You’re here because you wanna know how it started and how the whole thing came to be. Well, you could say that it all started from a ruined dinner…
It was Northern California 1993. Tony Magee started brewing on a stovetop homebrew kit and, after a couple batches, some stray wort had spilled down the back. When Thanksgiving night came, and the wort caught fire and burned the turkey to a crisp, Tony’s wife Carissa kindly asked him to move his new hobby elsewhere.
He moved into an old storage shed in the town of Forest Knolls, Calif. (next to the town of Lagunitas, which Tony thought had a cool-sounding name…) and he started brewing more and more. The beers ranged from vile and repugnant, to delicate and exceptional. And then came IPA, and he knew he could never go back. Eventually, Tony grew out of that space and moved just down the road to Petaluma, bringing his recipes and the Lagunitas name with him.
As the brewery grew, the tribe that drank the beer followed, and they expanded their zymurgicological reach into new territories and new beers.

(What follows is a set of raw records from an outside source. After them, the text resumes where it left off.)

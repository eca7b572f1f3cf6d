//! Opaque handles to remote objects
//!
//! Adapters mint these; the state machine only stores and compares them.

use std::fmt;

use serde::{Deserialize, Serialize};
use uuid::Uuid;

// ----------------------------------------------------------------------------
// Peripheral
// ----------------------------------------------------------------------------

/// A peripheral seen in an advertisement
#[derive(Debug, Clone, PartialEq, Eq, Hash, Serialize, Deserialize)]
pub struct PeripheralHandle {
    id: String,
    name: Option<String>,
}

impl PeripheralHandle {
    /// Create a handle from the platform identifier and advertised local name
    pub fn new(id: impl Into<String>, name: Option<String>) -> Self {
        Self {
            id: id.into(),
            name,
        }
    }

    /// Platform identifier (address or OS-assigned id)
    pub fn id(&self) -> &str {
        &self.id
    }

    /// Advertised local name, if any
    pub fn name(&self) -> Option<&str> {
        self.name.as_deref()
    }
}

impl fmt::Display for PeripheralHandle {
    fn fmt(&self, f: &mut fmt::Formatter<'_>) -> fmt::Result {
        match &self.name {
            Some(name) => write!(f, "{} ({})", name, self.id),
            None => write!(f, "{}", self.id),
        }
    }
}

// ----------------------------------------------------------------------------
// Connection-scoped handles
// ----------------------------------------------------------------------------

/// A live GATT-equivalent link
#[derive(Debug, Clone, Copy, PartialEq, Eq, Hash, PartialOrd, Ord, Serialize, Deserialize)]
pub struct ConnectionHandle(u64);

impl ConnectionHandle {
    pub fn new(raw: u64) -> Self {
        Self(raw)
    }

    pub fn raw(&self) -> u64 {
        self.0
    }
}

impl fmt::Display for ConnectionHandle {
    fn fmt(&self, f: &mut fmt::Formatter<'_>) -> fmt::Result {
        write!(f, "conn#{}", self.0)
    }
}

/// A service found on a connected peripheral
#[derive(Debug, Clone, PartialEq, Eq, Hash, Serialize, Deserialize)]
pub struct ServiceHandle {
    pub connection: ConnectionHandle,
    pub uuid: Uuid,
}

/// A characteristic resolved on a connected peripheral
///
/// Only valid while `connection` is alive.
#[derive(Debug, Clone, PartialEq, Eq, Hash, Serialize, Deserialize)]
pub struct CharacteristicHandle {
    pub connection: ConnectionHandle,
    pub service: Uuid,
    pub uuid: Uuid,
}

impl CharacteristicHandle {
    pub fn new(service: &ServiceHandle, uuid: Uuid) -> Self {
        Self {
            connection: service.connection,
            service: service.uuid,
            uuid,
        }
    }
}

One morning while driving from his home to the Petaluma brewery, Tony thought about his beer traveling to the other side of the country and realized how to get beer there fresher. The answer was: Chicago. With the help from some new friends in the Windy City, one year later their Pilsen-based production facility opened its doors and started brewing for Chicagoland and everything east of the Rockies. Back on the West, a Seattle brewpub followed soon after, with another in Azusa, Calif. on the way.
Now, Lagunitas beers are available in 20-ish countries and growing. And whether supporting local communities by turning beer into money for the cause, or simply fueling stories and songs with IPA and other fine ales, we’ve learned one thing (aside for how to cook a turkey)… Wherever you go: beer speaks, people mumble.